Node.js, Nginx and Varnish with WebSockets
- by Joe S
I'm in the process of architecting the backend of a new Node.js web app that i'd like to be pretty scalable, but not overkill. In all of my previous Node.js deployments, I have used Nginx to serve static assets such as JS/CSS and reverse proxy to Node (As i've heard Nginx does a much better job of this / express is not really production ready).

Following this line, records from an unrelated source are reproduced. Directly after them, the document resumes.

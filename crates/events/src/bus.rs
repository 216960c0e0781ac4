//! Fan-out of stored run transitions to observers.
//!
//! The run store is the record of what happened; the bus only tells
//! dashboards and notification hooks about it. A pass that is repeated after a
//! crash may publish the same transition again, so observers key on
//! `(run_id, sequence_number)`.

use std::sync::Arc;
use std::sync::mpsc::{Receiver, RecvTimeoutError};
use std::time::Duration;

/// Receiving end handed out by [`EventBus::subscribe`]. Sees every message
/// published after it was created.
#[derive(Debug)]
pub struct Subscription<M> {
    receiver: Receiver<M>,
}

impl<M> Subscription<M> {
    pub fn new(receiver: Receiver<M>) -> Self {
        Self { receiver }
    }

    /// Everything buffered so far, oldest first. Never blocks.
    pub fn drain(&self) -> Vec<M> {
        self.receiver.try_iter().collect()
    }

    /// Wait up to `timeout` for the next message. `None` on timeout or once
    /// the bus is gone.
    pub fn next_within(&self, timeout: Duration) -> Option<M> {
        match self.receiver.recv_timeout(timeout) {
            Ok(message) => Some(message),
            Err(RecvTimeoutError::Timeout | RecvTimeoutError::Disconnected) => None,
        }
    }
}

/// Publisher of run transitions.
///
/// ```text
/// Run::handle → RunStore::append → EventBus::publish → observers
/// ```
///
/// A publish error leaves the stored transition in place; callers surface it
/// and may republish.
pub trait EventBus<M>: Send + Sync {
    type Error: core::fmt::Debug + Send + Sync + 'static;

    fn publish(&self, message: M) -> Result<(), Self::Error>;

    fn subscribe(&self) -> Subscription<M>;
}

impl<M, B> EventBus<M> for Arc<B>
where
    B: EventBus<M> + ?Sized,
{
    type Error = B::Error;

    fn publish(&self, message: M) -> Result<(), Self::Error> {
        (**self).publish(message)
    }

    fn subscribe(&self) -> Subscription<M> {
        (**self).subscribe()
    }
}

However, Nginx does not support WebSockets. I am making extensive use of Socket.IO for the first time and discovered many articles detailing this limitation. Most of them suggest using Varnish to direct the WebSockets traffic directly to node, bypassing Nginx. This is my current setup:
Varnish : Port 80 - Routing HTTP requests to Nginx and WebSockets directly to node
Nginx : Port 8080 - Serving Static Assets like CSS/JS
Node.js Express: Port 3000 - Serving the App, over HTTP + WebSockets
However, there is now the added complexity that Varnish doesn't support HTTPS, which requires Stunnel or some other solution, it's also not load balanced yet (Perhaps i will use HAProxy or something). The complexity is stacking up! I would like to keep things simpler than this if possible.
Is it still necessary to reverse proxy Node.js using Nginx when Varnish is also present?
As even if express is slow at serving static files, they should theoretically be cached by Varnish. Or are there better ways to implement this?